I used to go to a men’s only yoga class, I was far more comfortable there than in a mixed class. The class was discontinued, not because of lack of interest… but because the instructor got pregnant, it never restarted. She was a great instructor very professional and targeted the exercises to men’s problem areas.
Men’s only spaces are important, as much as women’s spaces. Men’s mental health is often overlooked, and men’s spaces are an easy way for men to vent about shit that is bothering them.
Also “our current time” is a little strange, history it’s full of segregated spaces, even of just by social convention. Our current time is far more accepting of mixing than a lot of history.
My anecdotal 2 cents:
I was in boyscouts and I think it was a space to develop positive masculinity, and to learn things by looking up to older boys who had been through the same experience. I think girls being present would have changed the dynamic, because teenage boys act differently and talk about different things when around teenage girls.
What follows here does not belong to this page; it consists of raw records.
//! MySQL 관리용 연결 (binlog 목록, 체크섬 설정, 테이블 스키마 조회)

use crate::column::ColumnInfo;
use crate::config::ConnectionProfile;
use crate::error::{CdcError, Result};
use mysql_async::prelude::*;
use mysql_async::{Conn, OptsBuilder, Row};
use tracing::{debug, warn};

/// 연결 직후 실행할 문자셋 설정 구문
pub fn set_names_statement(profile: &ConnectionProfile) -> String {
    format!(
        "SET NAMES {} COLLATE {}",
        profile.charset(),
        profile.collation()
    )
}

fn build_opts(profile: &ConnectionProfile) -> OptsBuilder {
    OptsBuilder::default()
        .ip_or_hostname(profile.host())
        .tcp_port(profile.port())
        .user(Some(profile.user()))
        .pass(Some(profile.password()))
        .db_name(Some(profile.database()))
        .init(vec![set_names_statement(profile)])
}

/// MySQL 연결 래퍼
pub struct MySqlConnection {
    conn: Conn,
}

impl MySqlConnection {
    pub async fn connect(profile: &ConnectionProfile) -> Result<Self> {
        debug!(host = %profile.host(), port = profile.port(), "Opening admin connection");
        let conn = Conn::new(build_opts(profile))
            .await
            .map_err(|e| CdcError::ConnectionError(format!("Failed to connect to MySQL: {}", e)))?;

        Ok(MySqlConnection { conn })
    }

    /// 서버에 남아 있는 binlog 파일 목록 (오래된 순)
    pub async fn list_binary_logs(&mut self) -> Result<Vec<String>> {
        // 서버 버전에 따라 컬럼 수가 다름 (Log_name, File_size[, Encrypted])
        let rows: Vec<Row> = self
            .conn
            .query("SHOW BINARY LOGS")
            .await
            .map_err(|e| CdcError::QueryError(format!("Failed to list binary logs: {}", e)))?;

        Ok(rows
            .into_iter()
            .filter_map(|row| row.get::<String, _>(0))
            .collect())
    }

    /// 서버의 binlog 체크섬 알고리즘 (`NONE` 또는 `CRC32`)
    pub async fn binlog_checksum(&mut self) -> Result<String> {
        let value: Option<String> = self
            .conn
            .query_first("SELECT @@global.binlog_checksum")
            .await
            .map_err(|e| CdcError::QueryError(format!("Failed to query binlog_checksum: {}", e)))?;

        Ok(value.unwrap_or_else(|| "NONE".to_string()))
    }

    /// 테이블 스키마 조회
    pub async fn get_table_schema(&mut self, database: &str, table: &str) -> Result<Vec<ColumnInfo>> {
        let result: Vec<(String, String)> = self
            .conn
            .exec(
                "SELECT COLUMN_NAME, COLUMN_TYPE \
                 FROM INFORMATION_SCHEMA.COLUMNS \
                 WHERE TABLE_SCHEMA = ? AND TABLE_NAME = ? \
                 ORDER BY ORDINAL_POSITION",
                (database, table),
            )
            .await
            .map_err(|e| CdcError::QueryError(format!("Failed to query table schema: {}", e)))?;

        Ok(result
            .into_iter()
            .map(|(name, column_type)| ColumnInfo::from_definition(name, column_type))
            .collect())
    }

    pub async fn close(self) -> Result<()> {
        self.conn
            .disconnect()
            .await
            .map_err(|e| CdcError::ConnectionError(format!("Failed to disconnect: {}", e)))
    }
}

/// 관리용 연결 하나로 binlog 목록 조회. 실패해도 연결은 닫습니다.
pub async fn list_binary_logs(profile: &ConnectionProfile) -> Result<Vec<String>> {
    let mut conn = MySqlConnection::connect(profile).await?;
    let listed = conn.list_binary_logs().await;
    if let Err(e) = conn.close().await {
        warn!("Admin connection did not close cleanly: {}", e);
    }
    listed
}
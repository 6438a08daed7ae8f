//! 복제 프로토콜 어댑터 경계
//!
//! 컨트롤러는 이 트레이트들만 알고 있습니다. 실제 MySQL 구현은
//! [`crate::binlog_client::MySqlSource`]에 있습니다.

use crate::config::ConnectionProfile;
use crate::error::Result;
use crate::events::RawNotification;
use crate::offset::BinlogPosition;
use async_trait::async_trait;

/// 서버에 보존된 binlog 파일 목록 조회
#[async_trait]
pub trait SegmentCatalog: Send + Sync {
    /// 오래된 순서대로 정렬된 파일명 목록
    async fn list_segments(&self, profile: &ConnectionProfile) -> Result<Vec<String>>;
}

/// 주어진 위치부터 원시 알림 스트림을 여는 어댑터
#[async_trait]
pub trait ReplicationSource: SegmentCatalog {
    type Stream: NotificationStream;

    async fn open(
        &self,
        profile: &ConnectionProfile,
        server_id: u32,
        position: &BinlogPosition,
    ) -> Result<Self::Stream>;
}

/// 열린 복제 연결
#[async_trait]
pub trait NotificationStream: Send {
    /// 다음 알림까지 대기. `Ok(None)`은 서버가 스트림을 닫았다는 뜻
    async fn next_notification(&mut self) -> Result<Option<RawNotification>>;

    /// 연결 해제 (여러 번 호출해도 안전)
    async fn close(&mut self) -> Result<()>;
}
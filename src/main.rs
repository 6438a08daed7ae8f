/// MySQL binlog 변경 이벤트 스트리머
///
/// 환경 변수(`DB_USER`, `DB_PASSWORD`, `DB_HOST`, `DB_NAME`, `DB_PORT`)로 연결해
/// 행 변경 이벤트를 표준 출력에 씁니다. Ctrl+C로 종료합니다.
use binlog_stream::binlog_client::MySqlSource;
use binlog_stream::config::ConnectionProfile;
use binlog_stream::controller::{StreamController, StreamOptions};
use binlog_stream::offset::BinlogPosition;
use binlog_stream::runner::run_to_sink;
use binlog_stream::sink::{ConsoleSink, OutputFormat};
use clap::Parser;
use std::process::ExitCode;
use tokio::sync::watch;
use tracing::{error, info, warn};
use tracing_subscriber::{layer::SubscriberExt, util::SubscriberInitExt, EnvFilter, Layer};

#[derive(Parser, Debug)]
#[command(name = "binlog-stream")]
#[command(about = "Stream MySQL binlog row changes as insert/update/delete events", long_about = None)]
struct Args {
    #[arg(long, value_name = "FILE", help = "Binary log file to start from (default: latest)")]
    log_file: Option<String>,

    #[arg(long, value_name = "OFFSET", default_value_t = 4, help = "Offset within --log-file")]
    log_position: u64,

    #[arg(long, default_value_t = 1, help = "Server ID for the binary log reader")]
    server_id: u32,

    #[arg(long, value_enum, default_value_t = OutputFormat::Text)]
    format: OutputFormat,

    #[arg(short, long, help = "Enable JSON output for logs")]
    json_logs: bool,

    #[arg(short, long, help = "Verbose logging")]
    verbose: bool,
}

#[tokio::main]
async fn main() -> ExitCode {
    let args = Args::parse();

    init_logging(args.json_logs, args.verbose);

    info!("Starting binlog-stream");

    let profile = match ConnectionProfile::from_env() {
        Ok(profile) => profile,
        Err(e) => {
            error!("Failed to load connection settings: {}", e);
            eprintln!("binlog-stream: {}", e);
            return ExitCode::FAILURE;
        }
    };

    info!(
        host = %profile.host(),
        port = profile.port(),
        database = %profile.database(),
        user = %profile.user(),
        server_id = args.server_id,
        "Configuration summary"
    );

    let options = StreamOptions {
        server_id: args.server_id,
    };
    let mut controller = StreamController::new(MySqlSource::new(), profile, options);

    let (interrupt_tx, interrupt_rx) = watch::channel(false);
    tokio::spawn(async move {
        if tokio::signal::ctrl_c().await.is_ok() {
            info!("Interrupt received, stopping binlog stream");
            interrupt_tx.send_replace(true);
        }
        // 송신측을 유지해야 수신측이 닫힌 채널로 오인하지 않음
        std::future::pending::<()>().await;
    });

    let start = args
        .log_file
        .map(|file| BinlogPosition::new(file, args.log_position));
    let mut sink = ConsoleSink::stdout(args.format);

    let outcome = run_to_sink(&mut controller, &mut sink, start, interrupt_rx).await;

    if let Err(e) = controller.close().await {
        warn!("Binlog stream did not close cleanly: {}", e);
    }

    let last_position = controller
        .position()
        .map(ToString::to_string)
        .unwrap_or_else(|| "unknown".to_string());

    match outcome {
        Ok(()) => {
            info!(
                events = sink.emitted(),
                position = %last_position,
                "Stopping binary log processor"
            );
            ExitCode::SUCCESS
        }
        Err(e) => {
            error!("Binlog stream terminated: {}", e);
            eprintln!(
                "binlog-stream terminated: {} (last position: {})",
                e, last_position
            );
            ExitCode::FAILURE
        }
    }
}

fn init_logging(json: bool, verbose: bool) {
    let env_filter = if verbose {
        EnvFilter::new("binlog_stream=debug,info")
    } else {
        EnvFilter::try_from_default_env()
            .unwrap_or_else(|_| EnvFilter::new("binlog_stream=info,warn"))
    };

    let fmt_layer = if json {
        tracing_subscriber::fmt::layer()
            .json()
            .flatten_event(true)
            .with_current_span(false)
            .with_span_list(false)
            .with_writer(std::io::stderr)
            .boxed()
    } else {
        tracing_subscriber::fmt::layer()
            .with_target(false)
            .with_writer(std::io::stderr)
            .boxed()
    };

    tracing_subscriber::registry()
        .with(env_filter)
        .with(fmt_layer)
        .init();
}
impl StreamCloser {
    pub fn close(&self) {
        self.tx.send_replace(true);
    }

    pub fn is_closing(&self) -> bool {
        *self.tx.borrow()
    }
}

/// 열린 어댑터 연결과 아직 전달하지 않은 이벤트
struct StreamHandle<T> {
    stream: T,
    pending: VecDeque<ChangeEvent>,
    /// 대기 이벤트를 모두 전달한 뒤의 재시작 위치
    drained_position: Option<BinlogPosition>,
    notifications: u64,
    /// 어댑터 읽기가 끝나기 전에 future가 drop되면 남는 표시.
    /// 이 경우 패킷 경계나 테이블 맵 추적이 어긋났을 수 있음
    reading: bool,
}

impl<T> StreamHandle<T> {
    fn new(stream: T) -> Self {
        StreamHandle {
            stream,
            pending: VecDeque::new(),
            drained_position: None,
            notifications: 0,
            reading: false,
        }
    }
}

/// 변경 이벤트 스트림 컨트롤러
pub struct StreamController<S: ReplicationSource> {
    source: S,
    profile: ConnectionProfile,
    options: StreamOptions,
    handle: Option<StreamHandle<S::Stream>>,
    position: Option<BinlogPosition>,
    shutdown_tx: Arc<watch::Sender<bool>>,
    shutdown_rx: watch::Receiver<bool>,
}

impl<S: ReplicationSource> StreamController<S> {
    pub fn new(source: S, profile: ConnectionProfile, options: StreamOptions) -> Self {
        let (tx, rx) = watch::channel(false);
        StreamController {
            source,
            profile,
            options,
            handle: None,
            position: None,
            shutdown_tx: Arc::new(tx),
            shutdown_rx: rx,
        }
    }

    /// 스트림 열기
    ///
    /// 위치가 없으면 가장 최근 binlog 파일을 조회합니다. 이미 연결되어 있으면
    /// 기존 핸들을 먼저 닫습니다. 실제로 연 위치를 반환합니다.
    pub async fn connect(&mut self, position: Option<BinlogPosition>) -> Result<BinlogPosition> {
        if self.handle.is_some() {
            info!("Closing current binlog stream before reconnecting");
            if let Err(e) = self.close().await {
                warn!("Previous stream did not close cleanly: {}", e);
            }
        }

        // 이전 종료 요청 초기화
        self.shutdown_tx.send_replace(false);
        self.shutdown_rx.borrow_and_update();

        let position = match position {
            Some(position) => position,
            None => resolve_latest(&self.source, &self.profile)
                .await?
                .ok_or_else(|| {
                    CdcError::ConnectionError(
                        "No binary log segments on server; is binary logging enabled?"
                            .to_string(),
                    )
                })?,
        };

        info!(
            %position,
            server_id = self.options.server_id,
            host = %self.profile.host(),
            "Opening binlog stream"
        );

        let stream = self
            .source
            .open(&self.profile, self.options.server_id, &position)
            .await?;

        self.handle = Some(StreamHandle::new(stream));
        self.position = Some(position.clone());
        Ok(position)
    }

    /// 다음 변경 이벤트 하나를 당겨옴
    ///
    /// `Ok(None)`은 시퀀스 종료 (서버가 스트림을 닫았거나 종료 요청됨).
    /// 어댑터 오류는 `StreamRead`로 반환되며 컨트롤러는 `Unconnected`가 됩니다.
    pub async fn next_event(&mut self) -> Result<Option<ChangeEvent>> {
        loop {
            let handle = self.handle.as_mut().ok_or(CdcError::NotConnected)?;

            if let Some(event) = handle.pending.pop_front() {
                if handle.pending.is_empty() {
                    if let Some(drained) = handle.drained_position.take() {
                        self.position = Some(drained);
                    }
                }
                return Ok(Some(event));
            }

            if *self.shutdown_rx.borrow() {
                info!("Shutdown requested, closing binlog stream");
                self.close().await?;
                return Ok(None);
            }

            if handle.reading {
                warn!(
                    position = ?self.position,
                    "Previous read was cancelled mid-notification, dropping the stream"
                );
                if let Err(close_err) = self.close().await {
                    warn!("Failed to release interrupted stream: {}", close_err);
                }
                return Err(CdcError::StreamRead(
                    "previous read was cancelled before it completed; reconnect at position()"
                        .to_string(),
                ));
            }

            handle.reading = true;
            let read = tokio::select! {
                biased;
                _ = self.shutdown_rx.changed() => None,
                read = handle.stream.next_notification() => Some(read),
            };
            if read.is_some() {
                handle.reading = false;
            }

            match read {
                // 종료 요청 여부는 루프 처음에서 확인
                None => continue,
                Some(Ok(Some(notification))) => {
                    let handle = self.handle.as_mut().ok_or(CdcError::NotConnected)?;
                    handle.notifications += 1;

                    let events = classify(&notification);
                    debug!(
                        event_type = ?notification.event_type(),
                        events = events.len(),
                        checkpoint = %notification.checkpoint,
                        "Received notification #{}",
                        handle.notifications
                    );

                    if events.is_empty() {
                        self.position = Some(notification.resume_after);
                    } else {
                        self.position = Some(notification.checkpoint);
                        handle.drained_position = Some(notification.resume_after);
                        handle.pending.extend(events);
                    }
                }
                Some(Ok(None)) => {
                    info!("Server closed the binlog stream");
                    self.close().await?;
                    return Ok(None);
                }
                Some(Err(e)) => {
                    let e = e.into_stream_read();
                    error!(position = ?self.position, "Binlog stream failed: {}", e);
                    if let Err(close_err) = self.close().await {
                        warn!("Failed to release broken stream: {}", close_err);
                    }
                    return Err(e);
                }
            }
        }
    }

    /// 지연 평가되는 이벤트 시퀀스
    ///
    /// `next_event()`가 `Ok(None)`을 반환하거나 첫 오류를 낸 뒤 끝납니다.
    pub fn events(&mut self) -> impl Stream<Item = Result<ChangeEvent>> + '_ {
        futures::stream::unfold((self, false), |(controller, failed)| async move {
            if failed {
                return None;
            }
            match controller.next_event().await {
                Ok(Some(event)) => Some((Ok(event), (controller, false))),
                Ok(None) => None,
                Err(e) => Some((Err(e), (controller, true))),
            }
        })
    }

    /// 어댑터 핸들 해제 (여러 번 호출해도 안전)
    pub async fn close(&mut self) -> Result<()> {
        let Some(mut handle) = self.handle.take() else {
            debug!("close() called without an open stream");
            return Ok(());
        };

        if !handle.pending.is_empty() {
            debug!(
                discarded = handle.pending.len(),
                "Discarding undelivered events; they will be replayed from the checkpoint"
            );
        }

        let result = handle.stream.close().await;
        info!(
            position = ?self.position,
            notifications = handle.notifications,
            "Binlog stream closed"
        );
        result
    }

    /// 읽기 도중 취소된 핸들은 더 이상 쓸 수 없으므로 `Unconnected`
    pub fn state(&self) -> StreamState {
        match &self.handle {
            Some(handle) if !handle.reading => StreamState::Connected,
            _ => StreamState::Unconnected,
        }
    }

    pub fn is_connected(&self) -> bool {
        self.state() == StreamState::Connected
    }

    /// 재연결 시 사용할 위치 (연결한 적이 없으면 `None`)
    pub fn position(&self) -> Option<&BinlogPosition> {
        self.position.as_ref()
    }

    pub fn closer(&self) -> StreamCloser {
        StreamCloser {
            tx: Arc::clone(&self.shutdown_tx),
        }
    }
}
Now that being said I’m certain not everyone in boyscouts developed positive masculinity. Boyscouts is far, far less uniform than people seem to think. There were 2 troops in my home town that were wildly different.
But at least from my anecdotal experience, Boyscouts was a good thing that benefitted from being a boys-only experience, and I wonder how it has changed now that girls can join boyscout troops.
As a cis man, I think very lowly of men-only groups. Usually (from my admittedly limited experience) if a group goes out of their way to identify as “men-only,” the people there tend to be the kind of men who are very misogynistic and generally insufferable to be around, even for other men. Any group genuinely focused on the hobby or culture they claim to identify with wouldn’t really care about your gender.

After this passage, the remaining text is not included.